The rationale for that, because of just trying to do more and being more aggressive, is pushing on the gas pedal here. But secondly, there is preclinical rationale for all of these combinations, to some extent, in that we have data that suggest that the targeted agents that are not immunotherapies can modulate the immune microenvironment in some way that might be favorable in terms of response to checkpoint inhibitor therapy.

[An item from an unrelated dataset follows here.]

pub mod cache;

pub use cache::{CacheConfig, CacheEntry, CacheStats, CacheStore};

Getting back to your question on efficacy and tolerance, obviously, the question is at hand. We’re being more aggressive to show more effective therapies, but at the same time, giving 2 medications jointly brings about greater chance for toxicity. We have some combinations that actually have not made it past the phase I stage. I was an investigator on a clinical trial that was meant to investigate a combination of a TKI, pazopanib, with pembrolizumab, a PD-1 inhibitor. It was designed to have a phase I portion to then go into a big randomized segment. It never did so because the toxicity proved unmanageable, and there was a high rate of hepatic toxic events in the first cohorts that we treated. It wasn’t for a lack of trying. We actually changed the design of the trial around to have a sequence approach where patients would get a lead off of the TKI first—and we would hope that whatever low-grade inflammation was around the liver would actually subside—and then we would add the I-O drug only in those patients who were tolerating the TKI well. Even for that, and there are data from the 2017 ASCO Annual Meeting, we found that there was a high rate of dose-limiting toxicities in patients once they went on the combination—not hepatic, but other toxicities ensued.

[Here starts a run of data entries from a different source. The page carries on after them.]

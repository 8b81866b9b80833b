use std::collections::HashSet;

use serde_json::Value;
use tracing::debug;

use crate::content::Normalizer;
use crate::error::{Error, Result};
use crate::model::{Article, Category, MarketSnapshot, Page, Quiz, Translations};

const BUILTIN_DATASET: &str = include_str!("../../data/fallback_dataset.json");

/// Read-only content table served when the primary backend is unavailable.
///
/// Records are normalized once at load time. Articles are kept newest first.
#[derive(Debug, Clone, Default)]
pub struct FallbackDataset {
    articles: Vec<Article>,
    categories: Vec<Category>,
    pages: Vec<Page>,
    market: MarketSnapshot,
    translations: Translations,
    quizzes: Vec<Quiz>,
}

impl FallbackDataset {
    /// The dataset compiled into the binary.
    pub fn builtin(normalizer: &Normalizer) -> Result<Self> {
        Self::from_json(BUILTIN_DATASET, normalizer)
    }

    pub fn from_json(text: &str, normalizer: &Normalizer) -> Result<Self> {
        let raw: Value = serde_json::from_str(text)
            .map_err(|e| Error::Config(format!("Fallback dataset is not valid JSON: {}", e)))?;
        Self::from_value(&raw, normalizer)
    }

    pub fn from_value(raw: &Value, normalizer: &Normalizer) -> Result<Self> {
        if !raw.is_object() {
            return Err(Error::Config("Fallback dataset must be a JSON object".to_string()));
        }

        let mut articles = normalizer.normalize_articles(section(raw, "articles")?);
        articles.sort_by(|a, b| b.published_at.cmp(&a.published_at));

        let categories: Vec<Category> = section(raw, "categories")?
            .iter()
            .map(|c| normalizer.normalize_category(c))
            .collect();

        let pages: Vec<Page> = section(raw, "pages")?
            .iter()
            .map(|p| normalizer.normalize_page(p))
            .collect();

        let market = MarketSnapshot {
            quotes: section(raw, "market")?
                .iter()
                .map(|q| normalizer.normalize_quote(q))
                .collect(),
        };

        let quizzes: Vec<Quiz> = section(raw, "quizzes")?
            .iter()
            .map(|q| normalizer.normalize_quiz(q, ""))
            .collect();

        let translations = raw
            .get("translations")
            .map(|t| normalizer.normalize_translations(t))
            .unwrap_or_default();

        ensure_unique("article", articles.iter().map(|a| a.slug.as_str()))?;
        ensure_unique("category", categories.iter().map(|c| c.slug.as_str()))?;
        ensure_unique("page", pages.iter().map(|p| p.slug.as_str()))?;
        ensure_unique("quiz", quizzes.iter().map(|q| q.id.as_str()))?;

        if let Some(article) = articles.iter().find(|a| a.id.is_empty()) {
            return Err(Error::Config(format!(
                "Fallback article {} has no id",
                article.slug
            )));
        }

        debug!(
            "Loaded fallback dataset: {} articles, {} categories, {} pages",
            articles.len(),
            categories.len(),
            pages.len()
        );

        Ok(Self {
            articles,
            categories,
            pages,
            market,
            translations,
            quizzes,
        })
    }

    /// Articles, newest first.
    pub fn articles(&self) -> &[Article] {
        &self.articles
    }

    pub fn categories(&self) -> &[Category] {
        &self.categories
    }

    pub fn market(&self) -> &MarketSnapshot {
        &self.market
    }

    pub fn translations(&self) -> &Translations {
        &self.translations
    }

    pub fn article(&self, slug: &str) -> Option<&Article> {
        self.articles.iter().find(|a| a.slug == slug)
    }

    pub fn category(&self, slug: &str) -> Option<&Category> {
        self.categories.iter().find(|c| c.slug == slug)
    }

    pub fn page(&self, slug: &str) -> Option<&Page> {
        self.pages.iter().find(|p| p.slug == slug)
    }

    pub fn quiz(&self, id: &str) -> Option<&Quiz> {
        self.quizzes.iter().find(|q| q.id == id)
    }
}

/// A missing section is empty; a present one must be an array.
fn section<'a>(raw: &'a Value, key: &str) -> Result<&'a [Value]> {
    match raw.get(key) {
        None | Some(Value::Null) => Ok(&[][..]),
        Some(Value::Array(items)) => Ok(items.as_slice()),
        Some(_) => Err(Error::Config(format!(
            "Fallback dataset section {} must be an array",
            key
        ))),
    }
}

fn ensure_unique<'a>(kind: &str, keys: impl Iterator<Item = &'a str>) -> Result<()> {
    let mut seen = HashSet::new();
    for key in keys {
        if key.is_empty() {
            return Err(Error::Config(format!("Fallback {} without a slug", kind)));
        }
        if !seen.insert(key) {
            return Err(Error::Config(format!("Duplicate fallback {} slug: {}", kind, key)));
        }
    }
    Ok(())
}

This is one example where a combination was not more effective in terms of its development because it proved too toxic. But we have other combinations that have proven quite manageable and that have made it into a phase I, then into the phase II and phase III studies—some of which even skipped phase II altogether. It went straight from phase I to phase III because the feeling was that they were manageable and so effective that they were worth being tested in a registration trial.